Your instructions:
Among the records below, which lines contain the string "generate"? Report them.

Records for the exercise:
***

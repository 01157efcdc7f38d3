//! Criterion benchmarks for the scoring hot paths.
//!
//! Benchmarks:
//! 1. Indicator evaluation (RSI, SMA) over growing histories
//! 2. Technical signal generation
//! 3. Full evaluation (technical + sentiment + combiner)
//! 4. Replay-style scoring: one evaluation per bar prefix

use criterion::{black_box, criterion_group, criterion_main, BenchmarkId, Criterion};

use tradesignal_core::config::{CategoryWeights, ScoringConfig, SignalConfig};
use tradesignal_core::domain::{Bar, SentimentDatum, SentimentLabel};
use tradesignal_core::evaluate;
use tradesignal_core::indicators::{closes, Indicator, Rsi, Sma};
use tradesignal_core::signals::technical;

// ── Helpers ──────────────────────────────────────────────────────────

fn make_bars(n: usize) -> Vec<Bar> {
    let base_date = chrono::NaiveDate::from_ymd_opt(2020, 1, 2).unwrap();
    (0..n)
        .map(|i| {
            let close = 100.0 + (i as f64 * 0.1).sin() * 10.0;
            Bar {
                date: base_date + chrono::Duration::days(i as i64),
                open: close - 0.3,
                high: close + 1.5,
                low: close - 1.5,
                close,
                volume: 1_000_000 + (i as u64 % 500_000),
            }
        })
        .collect()
}

fn scoring_config() -> ScoringConfig {
    ScoringConfig {
        signal: SignalConfig {
            rsi_period: 14,
            rsi_oversold: 30.0,
            rsi_overbought: 70.0,
            sma_short_period: 20,
            sma_long_period: 50,
            sma_trend_period: Some(200),
            news_score_threshold: 65.0,
        },
        weights: CategoryWeights::technical_led(),
    }
}

// ── 1. Indicators ────────────────────────────────────────────────────

fn bench_indicators(c: &mut Criterion) {
    let mut group = c.benchmark_group("indicators");

    for &bar_count in &[252, 1260, 2520] {
        let series = closes(&make_bars(bar_count));
        let stack: Vec<Box<dyn Indicator>> = vec![
            Box::new(Rsi::new(14)),
            Box::new(Sma::new(20)),
            Box::new(Sma::new(50)),
            Box::new(Sma::new(200)),
        ];

        group.bench_with_input(BenchmarkId::new("rsi_14", bar_count), &bar_count, |b, _| {
            let rsi = Rsi::new(14);
            b.iter(|| rsi.evaluate(black_box(&series)));
        });

        group.bench_with_input(BenchmarkId::new("stack_4", bar_count), &bar_count, |b, _| {
            b.iter(|| {
                stack
                    .iter()
                    .map(|ind| ind.evaluate(black_box(&series)))
                    .collect::<Vec<_>>()
            });
        });
    }

    group.finish();
}

// ── 2. Technical signal ──────────────────────────────────────────────

fn bench_technical(c: &mut Criterion) {
    let mut group = c.benchmark_group("technical_signal");
    let config = scoring_config();

    for &bar_count in &[252, 1260] {
        let bars = make_bars(bar_count);
        group.bench_with_input(
            BenchmarkId::new("generate", bar_count),
            &bar_count,
            |b, _| {
                b.iter(|| technical::generate(black_box(&bars), black_box(&config.signal)));
            },
        );
    }

    group.finish();
}

// ── 3. Full evaluation ───────────────────────────────────────────────

fn bench_evaluate(c: &mut Criterion) {
    let mut group = c.benchmark_group("evaluate");
    let config = scoring_config();
    let bars = make_bars(1260);
    let news = SentimentDatum::new(72.0, SentimentLabel::SomewhatBullish, 12);

    group.bench_function("1260_bars_with_news", |b| {
        b.iter(|| evaluate(black_box(&bars), Some(black_box(&news)), &[], &config));
    });

    group.bench_function("1260_bars_no_news", |b| {
        b.iter(|| evaluate(black_box(&bars), None, &[], &config));
    });

    group.finish();
}

// ── 4. Replay ────────────────────────────────────────────────────────

fn bench_replay(c: &mut Criterion) {
    let mut group = c.benchmark_group("replay");
    group.sample_size(20);
    let config = scoring_config();
    let bars = make_bars(252);

    group.bench_function("252_prefix_evaluations", |b| {
        b.iter(|| {
            (1..=bars.len())
                .map(|end| evaluate(black_box(&bars[..end]), None, &[], &config).combined.score)
                .sum::<f64>()
        });
    });

    group.finish();
}

criterion_group!(
    benches,
    bench_indicators,
    bench_technical,
    bench_evaluate,
    bench_replay
);
criterion_main!(benches);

***

Expected answer:
            BenchmarkId::new("generate", bar_count),
                b.iter(|| technical::generate(black_box(&bars), black_box(&config.signal)));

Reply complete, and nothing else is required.